#### Prompt:
All of the data is to be set down again without alteration.

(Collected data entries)
==================================================

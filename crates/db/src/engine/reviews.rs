//! Reviews of completed bookings and the staff rating counters they feed.

use eyre::WrapErr;
use salonbook_core::{
    errors::{BookingError, BookingResult},
    models::{
        booking::{Booking, BookingStatus},
        review::{CreateReviewRequest, Review, MAX_RATING, MIN_RATING},
    },
};
use tracing::info;
use uuid::Uuid;

use crate::repositories::{booking, client, review, staff};
use crate::DbPool;

/// Records a review and adds it to the staff member's rating in the same
/// transaction.
///
/// # Errors
///
/// * `InvalidInput` - rating outside 1..=5, booking owned by another client,
///   booking not completed, or booking already reviewed
/// * `NotFound` - unknown booking
pub async fn create_review(pool: &DbPool, request: &CreateReviewRequest) -> BookingResult<Review> {
    if !(MIN_RATING..=MAX_RATING).contains(&request.rating) {
        return Err(BookingError::InvalidInput(format!(
            "Rating must be between {} and {}, got {}",
            MIN_RATING, MAX_RATING, request.rating
        )));
    }

    let mut tx = pool
        .begin()
        .await
        .wrap_err("Failed to start review transaction")?;

    let reviewed = Booking::try_from(
        booking::lock_booking(&mut *tx, request.booking_id)
            .await?
            .ok_or_else(|| {
                BookingError::NotFound(format!("Booking with ID {} not found", request.booking_id))
            })?,
    )?;

    let owner = client::get_client_by_external_id(&mut *tx, request.client_external_id.trim()).await?;
    if owner.map(|c| c.id) != Some(reviewed.client_id) {
        return Err(BookingError::InvalidInput(format!(
            "Booking {} does not belong to this client",
            reviewed.id
        )));
    }
    if reviewed.status != BookingStatus::Completed {
        return Err(BookingError::InvalidInput(format!(
            "Only completed bookings can be reviewed; booking {} is {}",
            reviewed.id, reviewed.status
        )));
    }
    if review::get_review_by_booking_id(&mut *tx, reviewed.id).await?.is_some() {
        return Err(BookingError::InvalidInput(format!(
            "Booking {} has already been reviewed",
            reviewed.id
        )));
    }

    let created = review::create_review(
        &mut *tx,
        reviewed.id,
        reviewed.client_id,
        reviewed.staff_id,
        request.rating,
        request.text.trim(),
    )
    .await?;
    staff::adjust_rating(&mut *tx, reviewed.staff_id, i64::from(request.rating), 1).await?;

    tx.commit()
        .await
        .wrap_err("Failed to commit review")?;

    info!(review_id = %created.id, staff_id = %created.staff_id, rating = created.rating, "Review created");
    Ok(created.into())
}

/// Deletes a review and withdraws it from the staff member's rating.
pub async fn delete_review(pool: &DbPool, id: Uuid) -> BookingResult<()> {
    let mut tx = pool
        .begin()
        .await
        .wrap_err("Failed to start review deletion transaction")?;

    let removed = review::delete_review(&mut *tx, id)
        .await?
        .ok_or_else(|| BookingError::NotFound(format!("Review with ID {} not found", id)))?;
    staff::adjust_rating(&mut *tx, removed.staff_id, -i64::from(removed.rating), -1).await?;

    tx.commit()
        .await
        .wrap_err("Failed to commit review deletion")?;

    info!(review_id = %id, staff_id = %removed.staff_id, "Review deleted");
    Ok(())
}

pub async fn list_reviews(pool: &DbPool, staff_id: Uuid) -> BookingResult<Vec<Review>> {
    if staff::get_staff_by_id(pool, staff_id).await?.is_none() {
        return Err(BookingError::NotFound(format!("Staff with ID {} not found", staff_id)));
    }
    let rows = review::list_reviews_for_staff(pool, staff_id).await?;
    Ok(rows.into_iter().map(Review::from).collect())
}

==================================================

#### Answer section:
filename crates/db/src/engine/reviews.rs
//! Reviews of completed bookings and the staff rating counters they feed.

use eyre::WrapErr;
use salonbook_core::{
    errors::{BookingError, BookingResult},
    models::{
        booking::{Booking, BookingStatus},
        review::{CreateReviewRequest, Review, MAX_RATING, MIN_RATING},
    },
};
use tracing::info;
use uuid::Uuid;

use crate::repositories::{booking, client, review, staff};
use crate::DbPool;

/// Records a review and adds it to the staff member's rating in the same
/// transaction.
///
/// # Errors
///
/// * `InvalidInput` - rating outside 1..=5, booking owned by another client,
///   booking not completed, or booking already reviewed
/// * `NotFound` - unknown booking
pub async fn create_review(pool: &DbPool, request: &CreateReviewRequest) -> BookingResult<Review> {
    if !(MIN_RATING..=MAX_RATING).contains(&request.rating) {
        return Err(BookingError::InvalidInput(format!(
            "Rating must be between {} and {}, got {}",
            MIN_RATING, MAX_RATING, request.rating
        )));
    }

    let mut tx = pool
        .begin()
        .await
        .wrap_err("Failed to start review transaction")?;

    let reviewed = Booking::try_from(
        booking::lock_booking(&mut *tx, request.booking_id)
            .await?
            .ok_or_else(|| {
                BookingError::NotFound(format!("Booking with ID {} not found", request.booking_id))
            })?,
    )?;

    let owner = client::get_client_by_external_id(&mut *tx, request.client_external_id.trim()).await?;
    if owner.map(|c| c.id) != Some(reviewed.client_id) {
        return Err(BookingError::InvalidInput(format!(
            "Booking {} does not belong to this client",
            reviewed.id
        )));
    }
    if reviewed.status != BookingStatus::Completed {
        return Err(BookingError::InvalidInput(format!(
            "Only completed bookings can be reviewed; booking {} is {}",
            reviewed.id, reviewed.status
        )));
    }
    if review::get_review_by_booking_id(&mut *tx, reviewed.id).await?.is_some() {
        return Err(BookingError::InvalidInput(format!(
            "Booking {} has already been reviewed",
            reviewed.id
        )));
    }

    let created = review::create_review(
        &mut *tx,
        reviewed.id,
        reviewed.client_id,
        reviewed.staff_id,
        request.rating,
        request.text.trim(),
    )
    .await?;
    staff::adjust_rating(&mut *tx, reviewed.staff_id, i64::from(request.rating), 1).await?;

    tx.commit()
        .await
        .wrap_err("Failed to commit review")?;

    info!(review_id = %created.id, staff_id = %created.staff_id, rating = created.rating, "Review created");
    Ok(created.into())
}

/// Deletes a review and withdraws it from the staff member's rating.
pub async fn delete_review(pool: &DbPool, id: Uuid) -> BookingResult<()> {
    let mut tx = pool
        .begin()
        .await
        .wrap_err("Failed to start review deletion transaction")?;

    let removed = review::delete_review(&mut *tx, id)
        .await?
        .ok_or_else(|| BookingError::NotFound(format!("Review with ID {} not found", id)))?;
    staff::adjust_rating(&mut *tx, removed.staff_id, -i64::from(removed.rating), -1).await?;

    tx.commit()
        .await
        .wrap_err("Failed to commit review deletion")?;

    info!(review_id = %id, staff_id = %removed.staff_id, "Review deleted");
    Ok(())
}

pub async fn list_reviews(pool: &DbPool, staff_id: Uuid) -> BookingResult<Vec<Review>> {
    if staff::get_staff_by_id(pool, staff_id).await?.is_none() {
        return Err(BookingError::NotFound(format!("Staff with ID {} not found", staff_id)));
    }
    let rows = review::list_reviews_for_staff(pool, staff_id).await?;
    Ok(rows.into_iter().map(Review::from).collect())
}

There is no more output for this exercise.